%%

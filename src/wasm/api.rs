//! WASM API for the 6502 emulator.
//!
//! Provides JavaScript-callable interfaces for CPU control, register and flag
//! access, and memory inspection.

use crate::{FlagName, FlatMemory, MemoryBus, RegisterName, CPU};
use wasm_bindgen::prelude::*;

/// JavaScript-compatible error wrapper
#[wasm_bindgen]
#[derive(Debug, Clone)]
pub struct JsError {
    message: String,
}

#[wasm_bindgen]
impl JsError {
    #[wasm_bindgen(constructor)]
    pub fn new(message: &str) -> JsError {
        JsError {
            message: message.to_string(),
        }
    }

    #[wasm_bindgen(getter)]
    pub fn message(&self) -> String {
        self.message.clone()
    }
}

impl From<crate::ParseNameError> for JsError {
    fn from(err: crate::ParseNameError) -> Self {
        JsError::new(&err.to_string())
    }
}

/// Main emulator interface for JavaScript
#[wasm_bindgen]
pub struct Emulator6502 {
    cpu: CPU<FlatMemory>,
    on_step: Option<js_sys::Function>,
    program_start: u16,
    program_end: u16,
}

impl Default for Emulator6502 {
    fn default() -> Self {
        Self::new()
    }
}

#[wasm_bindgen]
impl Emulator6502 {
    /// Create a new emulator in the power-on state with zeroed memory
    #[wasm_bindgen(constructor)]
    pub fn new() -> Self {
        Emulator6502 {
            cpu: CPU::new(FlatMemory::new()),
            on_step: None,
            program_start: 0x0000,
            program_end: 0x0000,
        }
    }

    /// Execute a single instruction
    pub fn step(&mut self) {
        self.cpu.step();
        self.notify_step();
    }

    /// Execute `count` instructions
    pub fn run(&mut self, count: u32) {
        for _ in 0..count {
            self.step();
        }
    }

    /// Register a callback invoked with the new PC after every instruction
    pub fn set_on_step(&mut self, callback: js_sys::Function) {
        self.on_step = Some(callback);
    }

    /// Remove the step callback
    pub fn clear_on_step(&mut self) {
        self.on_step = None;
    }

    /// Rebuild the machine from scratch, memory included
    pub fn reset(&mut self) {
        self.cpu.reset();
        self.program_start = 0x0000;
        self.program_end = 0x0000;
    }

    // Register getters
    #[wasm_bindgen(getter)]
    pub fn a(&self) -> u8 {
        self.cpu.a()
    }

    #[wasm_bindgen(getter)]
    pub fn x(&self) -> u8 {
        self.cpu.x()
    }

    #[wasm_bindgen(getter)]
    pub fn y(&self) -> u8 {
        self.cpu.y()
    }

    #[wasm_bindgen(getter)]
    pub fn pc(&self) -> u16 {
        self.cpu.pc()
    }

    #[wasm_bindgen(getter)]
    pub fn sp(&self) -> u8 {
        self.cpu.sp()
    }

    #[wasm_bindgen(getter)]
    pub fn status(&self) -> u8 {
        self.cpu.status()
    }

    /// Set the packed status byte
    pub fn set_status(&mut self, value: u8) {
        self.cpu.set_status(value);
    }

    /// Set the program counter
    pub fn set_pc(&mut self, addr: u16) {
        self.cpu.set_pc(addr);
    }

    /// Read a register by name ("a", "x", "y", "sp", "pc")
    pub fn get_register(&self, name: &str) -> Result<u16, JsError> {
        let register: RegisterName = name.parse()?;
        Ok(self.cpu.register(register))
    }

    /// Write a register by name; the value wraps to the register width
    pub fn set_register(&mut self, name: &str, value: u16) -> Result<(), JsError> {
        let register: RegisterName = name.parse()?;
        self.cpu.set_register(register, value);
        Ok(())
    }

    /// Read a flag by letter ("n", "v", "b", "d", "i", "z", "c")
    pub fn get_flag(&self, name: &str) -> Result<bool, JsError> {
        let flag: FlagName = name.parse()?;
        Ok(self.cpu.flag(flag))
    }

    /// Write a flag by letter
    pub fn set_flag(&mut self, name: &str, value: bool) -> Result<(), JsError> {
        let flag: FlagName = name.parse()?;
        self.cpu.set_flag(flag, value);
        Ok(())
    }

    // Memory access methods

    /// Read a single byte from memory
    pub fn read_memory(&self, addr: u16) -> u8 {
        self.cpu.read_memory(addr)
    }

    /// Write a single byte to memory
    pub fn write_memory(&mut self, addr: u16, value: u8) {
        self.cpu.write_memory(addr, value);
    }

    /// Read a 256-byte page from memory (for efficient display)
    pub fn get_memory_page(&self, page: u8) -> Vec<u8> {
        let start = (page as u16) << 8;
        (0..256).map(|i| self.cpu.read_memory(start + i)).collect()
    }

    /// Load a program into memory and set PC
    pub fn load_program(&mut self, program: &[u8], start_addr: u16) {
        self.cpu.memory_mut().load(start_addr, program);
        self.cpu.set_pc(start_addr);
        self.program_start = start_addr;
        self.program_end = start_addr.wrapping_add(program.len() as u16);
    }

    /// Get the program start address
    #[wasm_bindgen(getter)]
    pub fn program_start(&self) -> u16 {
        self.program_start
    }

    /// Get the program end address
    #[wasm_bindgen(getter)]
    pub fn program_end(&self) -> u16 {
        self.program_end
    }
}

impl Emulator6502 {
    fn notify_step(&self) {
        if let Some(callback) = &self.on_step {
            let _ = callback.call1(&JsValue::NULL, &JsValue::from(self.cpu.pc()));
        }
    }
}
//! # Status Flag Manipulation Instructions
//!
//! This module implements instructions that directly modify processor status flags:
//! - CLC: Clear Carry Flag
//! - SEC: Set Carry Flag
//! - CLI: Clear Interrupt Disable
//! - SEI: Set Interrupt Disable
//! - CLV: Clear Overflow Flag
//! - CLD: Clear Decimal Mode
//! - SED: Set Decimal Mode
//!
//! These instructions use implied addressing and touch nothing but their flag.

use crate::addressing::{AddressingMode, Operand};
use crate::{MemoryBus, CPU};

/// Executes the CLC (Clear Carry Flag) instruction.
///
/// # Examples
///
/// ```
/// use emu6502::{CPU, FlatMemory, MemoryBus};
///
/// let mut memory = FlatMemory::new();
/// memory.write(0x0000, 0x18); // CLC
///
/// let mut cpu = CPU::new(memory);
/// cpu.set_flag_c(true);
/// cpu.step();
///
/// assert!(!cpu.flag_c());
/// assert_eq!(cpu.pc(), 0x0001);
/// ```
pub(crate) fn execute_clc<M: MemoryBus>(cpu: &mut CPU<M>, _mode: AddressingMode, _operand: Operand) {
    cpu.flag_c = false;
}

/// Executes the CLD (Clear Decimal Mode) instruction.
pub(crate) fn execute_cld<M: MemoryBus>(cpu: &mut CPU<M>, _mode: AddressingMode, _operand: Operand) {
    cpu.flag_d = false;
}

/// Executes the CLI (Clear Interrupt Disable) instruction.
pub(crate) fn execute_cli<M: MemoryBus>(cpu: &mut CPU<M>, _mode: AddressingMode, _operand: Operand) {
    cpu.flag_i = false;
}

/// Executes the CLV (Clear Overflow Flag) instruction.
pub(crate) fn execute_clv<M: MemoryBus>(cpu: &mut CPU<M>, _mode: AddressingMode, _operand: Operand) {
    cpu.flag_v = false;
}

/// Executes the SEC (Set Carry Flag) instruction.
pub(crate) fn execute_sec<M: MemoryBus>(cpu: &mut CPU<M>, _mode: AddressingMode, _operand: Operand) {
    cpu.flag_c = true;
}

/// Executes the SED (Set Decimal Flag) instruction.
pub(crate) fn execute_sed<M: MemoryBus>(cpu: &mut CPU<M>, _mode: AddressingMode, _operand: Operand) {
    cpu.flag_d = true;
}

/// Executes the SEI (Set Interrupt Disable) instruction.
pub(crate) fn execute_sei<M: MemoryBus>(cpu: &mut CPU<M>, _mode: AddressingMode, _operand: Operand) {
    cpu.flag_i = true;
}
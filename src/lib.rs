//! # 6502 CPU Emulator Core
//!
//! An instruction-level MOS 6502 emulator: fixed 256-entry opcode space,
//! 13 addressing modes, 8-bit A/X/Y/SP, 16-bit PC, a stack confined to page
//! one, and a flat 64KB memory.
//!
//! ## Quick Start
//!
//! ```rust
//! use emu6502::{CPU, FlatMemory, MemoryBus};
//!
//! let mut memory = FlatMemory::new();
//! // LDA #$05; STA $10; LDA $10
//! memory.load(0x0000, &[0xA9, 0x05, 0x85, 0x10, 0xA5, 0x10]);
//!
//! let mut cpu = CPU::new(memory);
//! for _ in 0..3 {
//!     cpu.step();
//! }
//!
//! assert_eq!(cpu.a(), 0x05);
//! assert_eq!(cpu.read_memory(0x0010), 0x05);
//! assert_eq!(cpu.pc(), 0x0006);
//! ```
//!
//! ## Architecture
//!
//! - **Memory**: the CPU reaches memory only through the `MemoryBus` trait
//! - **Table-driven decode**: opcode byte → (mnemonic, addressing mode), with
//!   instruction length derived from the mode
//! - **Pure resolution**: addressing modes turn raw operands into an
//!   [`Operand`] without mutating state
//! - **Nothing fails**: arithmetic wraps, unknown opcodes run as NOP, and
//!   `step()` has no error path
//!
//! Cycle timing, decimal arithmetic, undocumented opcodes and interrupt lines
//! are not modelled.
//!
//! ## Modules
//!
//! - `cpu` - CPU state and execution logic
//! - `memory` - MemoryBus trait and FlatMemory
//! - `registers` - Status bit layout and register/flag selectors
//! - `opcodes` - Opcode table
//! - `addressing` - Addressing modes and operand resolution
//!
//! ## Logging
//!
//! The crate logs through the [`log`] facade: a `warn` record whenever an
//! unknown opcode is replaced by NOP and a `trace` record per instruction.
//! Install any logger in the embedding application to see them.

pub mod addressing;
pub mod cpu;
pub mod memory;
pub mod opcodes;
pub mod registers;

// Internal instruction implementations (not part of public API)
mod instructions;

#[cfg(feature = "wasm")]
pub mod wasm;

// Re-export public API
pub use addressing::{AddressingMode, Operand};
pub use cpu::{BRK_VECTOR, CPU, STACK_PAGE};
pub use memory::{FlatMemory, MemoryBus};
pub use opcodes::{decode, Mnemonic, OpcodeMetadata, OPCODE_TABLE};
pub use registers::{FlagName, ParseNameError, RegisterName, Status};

%%

Please find all lines of the entries that hold the string "record" and copy them.

//! The crate logs through the [`log`] facade: a `warn` record whenever an
//! unknown opcode is replaced by NOP and a `trace` record per instruction.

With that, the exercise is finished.